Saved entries
----------------------------------------

//! Command-line interface definitions

pub mod commands;
//! Interface to the Bark model runtime.
//!
//! Weight loading, semantic token generation, and vocoding are external
//! capabilities. This module pins down the contract the provisioner and
//! pipeline rely on, allowing tests to substitute deterministic stubs.

mod types;

pub use types::{ModelError, PreloadOptions, SemanticTokens};

/// Trait for the Bark model runtime.
///
/// This abstracts the in-process inference runtime, allowing for mock
/// implementations in tests.
#[cfg_attr(test, mockall::automock)]
pub trait BarkModel: Send + Sync {
    /// Load all model stages into memory, downloading weights through the
    /// runtime's own mechanism if they are missing.
    fn preload(&self, options: &PreloadOptions) -> Result<(), ModelError>;

    /// Generate semantic tokens for one sentence, conditioned on a voice
    /// preset and sampling temperature.
    ///
    /// `min_eos_p` is the end-of-sequence probability floor; lower values
    /// bias toward longer, more complete generations.
    fn generate_semantic(
        &self,
        text: &str,
        voice: &str,
        temperature: f32,
        min_eos_p: f32,
    ) -> Result<SemanticTokens, ModelError>;

    /// Render semantic tokens to a raw waveform conditioned on the same
    /// voice preset.
    fn semantic_to_waveform(&self, tokens: &[i64], voice: &str) -> Result<Vec<f32>, ModelError>;
}
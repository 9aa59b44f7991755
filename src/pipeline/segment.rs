//! Sentence boundary detection.

use once_cell::sync::Lazy;
use regex::Regex;

/// A run of terminal punctuation, optional closing quotes or brackets,
/// then whitespace. Generic English rules.
static BOUNDARY_RE: Lazy<Regex> =
    Lazy::new(|| Regex::new(r#"[.!?]+["'”’)\]]*\s+"#).expect("valid regex"));

/// Splits text into an ordered sequence of sentences.
///
/// Injectable so tests and non-English hosts can substitute their own
/// boundary rules.
pub trait SentenceSplitter: Send + Sync {
    fn split(&self, text: &str) -> Vec<String>;
}

/// Rule-based splitter for generic English punctuation.
#[derive(Debug, Default, Clone, Copy)]
pub struct RuleSplitter;

impl SentenceSplitter for RuleSplitter {
    fn split(&self, text: &str) -> Vec<String> {
        let mut sentences = Vec::new();
        let mut start = 0;

        for boundary in BOUNDARY_RE.find_iter(text) {
            let sentence = text[start..boundary.end()].trim();
            if !sentence.is_empty() {
                sentences.push(sentence.to_string());
            }
            start = boundary.end();
        }

        let tail = text[start..].trim();
        if !tail.is_empty() {
            sentences.push(tail.to_string());
        }

        sentences
    }
}
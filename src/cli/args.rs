//! CLI argument definitions and parsing.

use clap::Parser;
use std::path::PathBuf;

use crate::assets::DEFAULT_MAX_ATTEMPTS;

/// Model weight maintenance for the Bark TTS extension.
#[derive(Parser, Debug)]
#[command(name = "bark-tts")]
#[command(about = "Download Bark model weights and inspect voice presets")]
#[command(version)]
pub struct Args {
    /// Download any missing model weights into the local cache
    #[arg(short, long)]
    pub download: bool,

    /// Cache directory for model weights (defaults to MODEL_PATH or the user cache dir)
    #[arg(long)]
    pub cache_dir: Option<PathBuf>,

    /// Download attempts per weight file
    #[arg(long, default_value_t = DEFAULT_MAX_ATTEMPTS)]
    pub retries: u32,

    /// Keep a truncated download after retries are exhausted
    #[arg(long)]
    pub accept_partial: bool,

    /// List the known voice presets
    #[arg(long)]
    pub list_voices: bool,

    /// Enable verbose output
    #[arg(short, long)]
    pub verbose: bool,
}
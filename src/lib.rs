//! bark-tts: Bark text-to-speech for chat UI hosts.
//!
//! This crate intercepts generated chat text, synthesizes speech through an
//! injected Bark runtime, writes a WAV artifact, and hands the host an
//! embeddable audio tag. Model weights are provisioned once at startup,
//! with a direct-download fallback for when the runtime's own download
//! mechanism fails.

pub mod assets;
pub mod cli;
pub mod config;
pub mod host;
pub mod model;
pub mod pipeline;
//! Model weight provisioning.
//!
//! Ensures the six Bark weight files exist in a local cache before the
//! first synthesis call. The primary path delegates to the runtime's own
//! preload routine; when its internal download mechanism fails, the
//! provisioner falls back to fetching each weight file directly from the
//! published v0 layout.

mod fetcher;
mod provisioner;

pub use fetcher::{FetchError, HttpFetcher};
pub use provisioner::{DEFAULT_MAX_ATTEMPTS, ProvisionError, Provisioner};

use std::path::{Path, PathBuf};

/// Weight files required before synthesis can start.
pub const MODEL_ASSETS: [&str; 6] = ["text", "coarse", "fine", "text_2", "coarse_2", "fine_2"];

/// Remote layout of the published v0 weights.
const REMOTE_BASE: &str = "https://dl.suno-models.io/bark/models/v0";

/// Environment variable overriding the weight cache root.
pub const MODEL_PATH_VAR: &str = "MODEL_PATH";

/// Canonical download URL for a named weight file.
pub fn asset_url(name: &str) -> String {
    format!("{REMOTE_BASE}/{name}.pt")
}

/// Content-addressed cache location: the md5 hex digest of the download URL.
pub fn asset_path(cache_dir: &Path, name: &str) -> PathBuf {
    let digest = md5::compute(asset_url(name).as_bytes());
    cache_dir.join(format!("{digest:x}.pt"))
}

/// Weight cache root: `MODEL_PATH` if set, the user cache directory otherwise.
pub fn default_cache_dir() -> PathBuf {
    if let Ok(path) = std::env::var(MODEL_PATH_VAR) {
        return PathBuf::from(path);
    }

    dirs::cache_dir()
        .expect("Could not find cache directory")
        .join("bark-tts")
        .join("models")
}

/// Trait for the HTTP layer used by the manual download path.
///
/// This abstracts the network access, allowing for mock implementations
/// in tests.
#[cfg_attr(test, mockall::automock)]
pub trait Fetcher: Send + Sync {
    /// Fetch a URL and return the complete response body.
    fn fetch(&self, url: &str) -> Result<Vec<u8>, FetchError>;
}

----------------------------------------

● What is expected:
From the records above, transcribe exactly the run of lines that opens with the line holding "filename src/cli/args.rs" and closes with the line holding "#[derive(Parser, Debug)]", both included.

● Answer box:
filename src/cli/args.rs
//! CLI argument definitions and parsing.

use clap::Parser;
use std::path::PathBuf;

use crate::assets::DEFAULT_MAX_ATTEMPTS;

/// Model weight maintenance for the Bark TTS extension.
#[derive(Parser, Debug)]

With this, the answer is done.